Bowser recruited a amateur wrestler by the name of Ed Don George to be one of his main stars. George had finished fourth in the 1928 Olympics in the Heavyweight class of Wrestling.

A rare photo of Ed Don George.

This gave him an air of legitimacy, which was a huge aspect of wrestling in the early days. With the perception that the fights were real, being a Olympic wrestler made sure you were one of the toughest guys in the business.

Ed Don George began his professional wrestling training shortly after returning from the Olympics.

He soon became a huge star of Bowser’s AWA, winning the AWA World Heavyweight Championship.

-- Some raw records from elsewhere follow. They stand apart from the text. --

use std::ops::{Add, Sub};

#[derive(Debug, Clone, Copy, PartialEq, Default)]
pub struct Point {
    pub x: f64,
    pub y: f64,
}

impl Point {
    pub fn new(x: f64, y: f64) -> Self {
        Self { x, y }
    }

    pub fn distance(&self, other: Point) -> f64 {
        (self.x - other.x).hypot(self.y - other.y)
    }
}

impl Add for Point {
    type Output = Point;

    fn add(self, rhs: Point) -> Point {
        Point::new(self.x + rhs.x, self.y + rhs.y)
    }
}

impl Sub for Point {
    type Output = Point;

    fn sub(self, rhs: Point) -> Point {
        Point::new(self.x - rhs.x, self.y - rhs.y)
    }
}

#[derive(Debug, Clone, Copy, PartialEq, Default)]
pub struct Size {
    pub width: f64,
    pub height: f64,
}

impl Size {
    pub fn new(width: f64, height: f64) -> Self {
        Self { width, height }
    }
}

/// Where the ring center sits inside the host surface.
#[derive(Debug, Clone, Copy, PartialEq, Default)]
pub enum Placement {
    #[default]
    Centered,
    /// Center on the bottom edge, `margin` units above it. The lower half of
    /// the ring hangs off-surface.
    BottomEdge { margin: f64 },
}

/// Local-space center of the ring once the surface size is known.
pub fn resolve_center(size: Size, placement: Placement) -> Point {
    match placement {
        Placement::Centered => Point::new(size.width / 2.0, size.height / 2.0),
        Placement::BottomEdge { margin } => Point::new(size.width / 2.0, size.height - margin),
    }
}

#[cfg(test)]
mod tests {
    use super::*;

    #[test]
    fn test_centered_uses_half_extents() {
        let center = resolve_center(Size::new(200.0, 300.0), Placement::Centered);
        assert_eq!(center, Point::new(100.0, 150.0));
    }

    #[test]
    fn test_bottom_edge_sits_margin_above_bottom() {
        let center = resolve_center(
            Size::new(400.0, 800.0),
            Placement::BottomEdge { margin: 30.0 },
        );
        assert_eq!(center, Point::new(200.0, 770.0));
    }

    #[test]
    fn test_resolution_is_idempotent() {
        let size = Size::new(640.0, 480.0);
        let placement = Placement::BottomEdge { margin: 12.0 };
        assert_eq!(
            resolve_center(size, placement),
            resolve_center(size, placement)
        );
    }
}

He beat Gus Sonnerberg for the championship on December 10th, 1930, just two years into his professional career.

As one of the most recognizable sports stars of the 1920s, felt cheated. He felt that he was meant to be the man to beat Sonnerberg, and felt betrayed that he and partner Billy Sandow had been left out of the decision-making of the Championship.

Early wrestling star Billy Sandow.

The pair were two thirds of the “Gold Dust Trio” along with fellow promoter Toots Mondt. The trio revolutionized the way wrestling was sold and presented around America.

They developed the first wrestling storylines, and were among the first promoters to promote full undercards, not just a one-match main event show.

Strangler Lewis plots his revenge

Ed Lewis was furious with Sonnerberg, but played along with the promoter and bided his time before he could get his revenge.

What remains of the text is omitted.